Activity | Reproduce all the entries precisely.

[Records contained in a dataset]
════

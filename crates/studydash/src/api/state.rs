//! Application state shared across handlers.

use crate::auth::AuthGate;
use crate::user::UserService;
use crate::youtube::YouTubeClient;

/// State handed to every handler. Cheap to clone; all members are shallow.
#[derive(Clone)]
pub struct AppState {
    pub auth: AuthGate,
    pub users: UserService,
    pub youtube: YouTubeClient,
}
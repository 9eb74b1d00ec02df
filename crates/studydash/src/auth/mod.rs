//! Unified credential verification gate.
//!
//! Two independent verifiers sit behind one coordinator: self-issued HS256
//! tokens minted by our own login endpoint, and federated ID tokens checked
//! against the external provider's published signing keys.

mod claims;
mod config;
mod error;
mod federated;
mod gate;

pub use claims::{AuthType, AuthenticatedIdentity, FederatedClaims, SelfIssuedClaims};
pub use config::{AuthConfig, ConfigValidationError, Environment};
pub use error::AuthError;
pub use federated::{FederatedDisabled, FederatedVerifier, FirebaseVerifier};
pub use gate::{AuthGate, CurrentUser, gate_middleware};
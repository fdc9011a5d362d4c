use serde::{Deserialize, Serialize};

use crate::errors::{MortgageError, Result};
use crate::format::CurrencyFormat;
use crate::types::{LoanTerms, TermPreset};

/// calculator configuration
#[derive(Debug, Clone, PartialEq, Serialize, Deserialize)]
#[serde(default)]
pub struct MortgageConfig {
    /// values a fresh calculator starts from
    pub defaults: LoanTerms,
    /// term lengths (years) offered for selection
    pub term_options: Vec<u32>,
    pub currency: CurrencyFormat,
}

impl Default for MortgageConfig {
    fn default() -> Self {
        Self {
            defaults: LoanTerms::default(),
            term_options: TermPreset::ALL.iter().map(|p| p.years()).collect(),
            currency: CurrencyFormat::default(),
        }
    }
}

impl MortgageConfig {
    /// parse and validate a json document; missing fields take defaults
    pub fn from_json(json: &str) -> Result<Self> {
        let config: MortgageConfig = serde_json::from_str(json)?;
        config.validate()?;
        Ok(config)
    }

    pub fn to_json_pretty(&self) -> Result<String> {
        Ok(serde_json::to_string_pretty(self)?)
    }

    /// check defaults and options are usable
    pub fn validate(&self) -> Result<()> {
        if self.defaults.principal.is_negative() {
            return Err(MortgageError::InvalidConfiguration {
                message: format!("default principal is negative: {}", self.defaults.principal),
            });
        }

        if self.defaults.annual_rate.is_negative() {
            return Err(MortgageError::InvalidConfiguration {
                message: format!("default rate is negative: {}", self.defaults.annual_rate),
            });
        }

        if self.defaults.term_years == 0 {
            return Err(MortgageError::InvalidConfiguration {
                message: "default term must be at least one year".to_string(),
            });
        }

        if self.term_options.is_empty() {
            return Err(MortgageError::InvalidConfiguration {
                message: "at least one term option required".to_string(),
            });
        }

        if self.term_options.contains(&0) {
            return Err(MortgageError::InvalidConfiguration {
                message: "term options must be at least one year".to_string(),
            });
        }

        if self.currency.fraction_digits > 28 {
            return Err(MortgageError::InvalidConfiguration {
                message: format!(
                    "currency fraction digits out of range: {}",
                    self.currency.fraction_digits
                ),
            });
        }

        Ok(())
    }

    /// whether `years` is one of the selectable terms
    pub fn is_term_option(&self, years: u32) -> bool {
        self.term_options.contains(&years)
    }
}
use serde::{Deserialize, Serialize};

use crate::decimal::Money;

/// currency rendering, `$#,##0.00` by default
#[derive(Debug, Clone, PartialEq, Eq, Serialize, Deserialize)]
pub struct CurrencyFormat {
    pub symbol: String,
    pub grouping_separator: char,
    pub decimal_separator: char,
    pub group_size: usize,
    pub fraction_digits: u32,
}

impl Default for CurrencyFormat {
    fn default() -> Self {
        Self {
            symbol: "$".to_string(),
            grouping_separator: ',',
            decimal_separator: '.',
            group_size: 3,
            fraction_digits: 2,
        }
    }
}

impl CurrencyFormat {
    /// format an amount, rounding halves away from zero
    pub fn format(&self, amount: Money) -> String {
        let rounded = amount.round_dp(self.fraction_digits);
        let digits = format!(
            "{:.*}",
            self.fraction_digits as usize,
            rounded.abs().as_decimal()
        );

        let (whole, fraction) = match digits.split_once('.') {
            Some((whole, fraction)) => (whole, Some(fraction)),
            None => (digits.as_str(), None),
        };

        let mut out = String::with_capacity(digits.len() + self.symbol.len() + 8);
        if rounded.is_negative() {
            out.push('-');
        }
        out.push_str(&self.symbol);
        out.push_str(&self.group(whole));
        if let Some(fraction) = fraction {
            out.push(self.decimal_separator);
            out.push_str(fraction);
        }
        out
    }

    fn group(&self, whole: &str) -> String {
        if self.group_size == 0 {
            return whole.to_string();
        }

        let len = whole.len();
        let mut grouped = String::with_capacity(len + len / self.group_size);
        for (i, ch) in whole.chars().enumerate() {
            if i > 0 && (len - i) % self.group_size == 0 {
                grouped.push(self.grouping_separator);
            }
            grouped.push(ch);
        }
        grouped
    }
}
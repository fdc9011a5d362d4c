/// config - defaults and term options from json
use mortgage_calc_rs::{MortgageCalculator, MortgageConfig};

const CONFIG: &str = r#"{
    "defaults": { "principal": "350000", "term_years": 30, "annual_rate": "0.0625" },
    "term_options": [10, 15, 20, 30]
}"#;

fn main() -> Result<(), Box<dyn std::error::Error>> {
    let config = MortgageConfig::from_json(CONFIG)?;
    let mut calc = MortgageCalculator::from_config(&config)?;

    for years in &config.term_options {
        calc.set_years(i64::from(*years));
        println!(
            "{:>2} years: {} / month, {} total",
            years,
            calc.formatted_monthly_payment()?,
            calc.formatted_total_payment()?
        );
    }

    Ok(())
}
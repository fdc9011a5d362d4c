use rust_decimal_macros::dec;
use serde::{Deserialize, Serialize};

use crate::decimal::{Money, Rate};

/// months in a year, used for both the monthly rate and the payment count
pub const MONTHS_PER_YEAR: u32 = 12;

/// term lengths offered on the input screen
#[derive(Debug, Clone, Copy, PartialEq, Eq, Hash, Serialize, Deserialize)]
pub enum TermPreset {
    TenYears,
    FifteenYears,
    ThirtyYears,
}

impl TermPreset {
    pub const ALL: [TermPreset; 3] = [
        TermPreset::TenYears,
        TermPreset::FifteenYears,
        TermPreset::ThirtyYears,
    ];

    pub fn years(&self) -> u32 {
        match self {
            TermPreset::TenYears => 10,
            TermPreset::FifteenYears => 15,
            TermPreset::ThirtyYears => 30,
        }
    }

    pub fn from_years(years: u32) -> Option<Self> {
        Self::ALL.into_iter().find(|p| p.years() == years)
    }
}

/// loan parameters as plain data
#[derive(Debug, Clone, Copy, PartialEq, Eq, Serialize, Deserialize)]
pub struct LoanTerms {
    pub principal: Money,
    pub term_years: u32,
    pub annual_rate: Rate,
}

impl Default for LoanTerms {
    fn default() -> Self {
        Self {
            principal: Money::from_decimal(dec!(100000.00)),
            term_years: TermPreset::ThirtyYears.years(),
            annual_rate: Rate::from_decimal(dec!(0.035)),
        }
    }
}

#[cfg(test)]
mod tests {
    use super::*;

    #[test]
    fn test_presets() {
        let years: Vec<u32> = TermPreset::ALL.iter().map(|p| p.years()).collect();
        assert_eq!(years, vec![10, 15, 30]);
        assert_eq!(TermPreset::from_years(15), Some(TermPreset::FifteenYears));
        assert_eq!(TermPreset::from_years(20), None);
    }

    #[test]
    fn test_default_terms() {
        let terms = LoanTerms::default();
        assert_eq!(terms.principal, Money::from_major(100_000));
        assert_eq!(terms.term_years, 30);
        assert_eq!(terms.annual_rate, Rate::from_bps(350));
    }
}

════

Answer space |
filename crates/studydash/src/api/state.rs
//! Application state shared across handlers.

use crate::auth::AuthGate;
use crate::user::UserService;
use crate::youtube::YouTubeClient;

/// State handed to every handler. Cheap to clone; all members are shallow.
#[derive(Clone)]
pub struct AppState {
    pub auth: AuthGate,
    pub users: UserService,
    pub youtube: YouTubeClient,
}
repository 9eb74b1d00ec02df
filename crates/studydash/src/auth/mod.rs
//! Unified credential verification gate.
//!
//! Two independent verifiers sit behind one coordinator: self-issued HS256
//! tokens minted by our own login endpoint, and federated ID tokens checked
//! against the external provider's published signing keys.

mod claims;
mod config;
mod error;
mod federated;
mod gate;

pub use claims::{AuthType, AuthenticatedIdentity, FederatedClaims, SelfIssuedClaims};
pub use config::{AuthConfig, ConfigValidationError, Environment};
pub use error::AuthError;
pub use federated::{FederatedDisabled, FederatedVerifier, FirebaseVerifier};
pub use gate::{AuthGate, CurrentUser, gate_middleware};
repository fdc9011a5d362d4c
use serde::{Deserialize, Serialize};

use crate::errors::{MortgageError, Result};
use crate::format::CurrencyFormat;
use crate::types::{LoanTerms, TermPreset};

/// calculator configuration
#[derive(Debug, Clone, PartialEq, Serialize, Deserialize)]
#[serde(default)]
pub struct MortgageConfig {
    /// values a fresh calculator starts from
    pub defaults: LoanTerms,
    /// term lengths (years) offered for selection
    pub term_options: Vec<u32>,
    pub currency: CurrencyFormat,
}

impl Default for MortgageConfig {
    fn default() -> Self {
        Self {
            defaults: LoanTerms::default(),
            term_options: TermPreset::ALL.iter().map(|p| p.years()).collect(),
            currency: CurrencyFormat::default(),
        }
    }
}

impl MortgageConfig {
    /// parse and validate a json document; missing fields take defaults
    pub fn from_json(json: &str) -> Result<Self> {
        let config: MortgageConfig = serde_json::from_str(json)?;
        config.validate()?;
        Ok(config)
    }

    pub fn to_json_pretty(&self) -> Result<String> {
        Ok(serde_json::to_string_pretty(self)?)
    }

    /// check defaults and options are usable
    pub fn validate(&self) -> Result<()> {
        if self.defaults.principal.is_negative() {
            return Err(MortgageError::InvalidConfiguration {
                message: format!("default principal is negative: {}", self.defaults.principal),
            });
        }

        if self.defaults.annual_rate.is_negative() {
            return Err(MortgageError::InvalidConfiguration {
                message: format!("default rate is negative: {}", self.defaults.annual_rate),
            });
        }

        if self.defaults.term_years == 0 {
            return Err(MortgageError::InvalidConfiguration {
                message: "default term must be at least one year".to_string(),
            });
        }

        if self.term_options.is_empty() {
            return Err(MortgageError::InvalidConfiguration {
                message: "at least one term option required".to_string(),
            });
        }

        if self.term_options.contains(&0) {
            return Err(MortgageError::InvalidConfiguration {
                message: "term options must be at least one year".to_string(),
            });
        }

        if self.currency.fraction_digits > 28 {
            return Err(MortgageError::InvalidConfiguration {
                message: format!(
                    "currency fraction digits out of range: {}",
                    self.currency.fraction_digits
                ),
            });
        }

        Ok(())
    }

    /// whether `years` is one of the selectable terms
    pub fn is_term_option(&self, years: u32) -> bool {
        self.term_options.contains(&years)
    }
}
use serde::{Deserialize, Serialize};

use crate::decimal::Money;

/// currency rendering, `$#,##0.00` by default
#[derive(Debug, Clone, PartialEq, Eq, Serialize, Deserialize)]
pub struct CurrencyFormat {
    pub symbol: String,
    pub grouping_separator: char,
    pub decimal_separator: char,
    pub group_size: usize,
    pub fraction_digits: u32,
}

impl Default for CurrencyFormat {
    fn default() -> Self {
        Self {
            symbol: "$".to_string(),
            grouping_separator: ',',
            decimal_separator: '.',
            group_size: 3,
            fraction_digits: 2,
        }
    }
}

impl CurrencyFormat {
    /// format an amount, rounding halves away from zero
    pub fn format(&self, amount: Money) -> String {
        let rounded = amount.round_dp(self.fraction_digits);
        let digits = format!(
            "{:.*}",
            self.fraction_digits as usize,
            rounded.abs().as_decimal()
        );

        let (whole, fraction) = match digits.split_once('.') {
            Some((whole, fraction)) => (whole, Some(fraction)),
            None => (digits.as_str(), None),
        };

        let mut out = String::with_capacity(digits.len() + self.symbol.len() + 8);
        if rounded.is_negative() {
            out.push('-');
        }
        out.push_str(&self.symbol);
        out.push_str(&self.group(whole));
        if let Some(fraction) = fraction {
            out.push(self.decimal_separator);
            out.push_str(fraction);
        }
        out
    }

    fn group(&self, whole: &str) -> String {
        if self.group_size == 0 {
            return whole.to_string();
        }

        let len = whole.len();
        let mut grouped = String::with_capacity(len + len / self.group_size);
        for (i, ch) in whole.chars().enumerate() {
            if i > 0 && (len - i) % self.group_size == 0 {
                grouped.push(self.grouping_separator);
            }
            grouped.push(ch);
        }
        grouped
    }
}
repository fdc9011a5d362d4c
/// config - defaults and term options from json
use mortgage_calc_rs::{MortgageCalculator, MortgageConfig};

const CONFIG: &str = r#"{
    "defaults": { "principal": "350000", "term_years": 30, "annual_rate": "0.0625" },
    "term_options": [10, 15, 20, 30]
}"#;

fn main() -> Result<(), Box<dyn std::error::Error>> {
    let config = MortgageConfig::from_json(CONFIG)?;
    let mut calc = MortgageCalculator::from_config(&config)?;

    for years in &config.term_options {
        calc.set_years(i64::from(*years));
        println!(
            "{:>2} years: {} / month, {} total",
            years,
            calc.formatted_monthly_payment()?,
            calc.formatted_total_payment()?
        );
    }

    Ok(())
}
repository fdc9011a5d362d4c
use rust_decimal_macros::dec;
use serde::{Deserialize, Serialize};

use crate::decimal::{Money, Rate};

/// months in a year, used for both the monthly rate and the payment count
pub const MONTHS_PER_YEAR: u32 = 12;

/// term lengths offered on the input screen
#[derive(Debug, Clone, Copy, PartialEq, Eq, Hash, Serialize, Deserialize)]
pub enum TermPreset {
    TenYears,
    FifteenYears,
    ThirtyYears,
}

impl TermPreset {
    pub const ALL: [TermPreset; 3] = [
        TermPreset::TenYears,
        TermPreset::FifteenYears,
        TermPreset::ThirtyYears,
    ];

    pub fn years(&self) -> u32 {
        match self {
            TermPreset::TenYears => 10,
            TermPreset::FifteenYears => 15,
            TermPreset::ThirtyYears => 30,
        }
    }

    pub fn from_years(years: u32) -> Option<Self> {
        Self::ALL.into_iter().find(|p| p.years() == years)
    }
}

/// loan parameters as plain data
#[derive(Debug, Clone, Copy, PartialEq, Eq, Serialize, Deserialize)]
pub struct LoanTerms {
    pub principal: Money,
    pub term_years: u32,
    pub annual_rate: Rate,
}

impl Default for LoanTerms {
    fn default() -> Self {
        Self {
            principal: Money::from_decimal(dec!(100000.00)),
            term_years: TermPreset::ThirtyYears.years(),
            annual_rate: Rate::from_decimal(dec!(0.035)),
        }
    }
}

#[cfg(test)]
mod tests {
    use super::*;

    #[test]
    fn test_presets() {
        let years: Vec<u32> = TermPreset::ALL.iter().map(|p| p.years()).collect();
        assert_eq!(years, vec![10, 15, 30]);
        assert_eq!(TermPreset::from_years(15), Some(TermPreset::FifteenYears));
        assert_eq!(TermPreset::from_years(20), None);
    }

    #[test]
    fn test_default_terms() {
        let terms = LoanTerms::default();
        assert_eq!(terms.principal, Money::from_major(100_000));
        assert_eq!(terms.term_years, 30);
        assert_eq!(terms.annual_rate, Rate::from_bps(350));
    }
}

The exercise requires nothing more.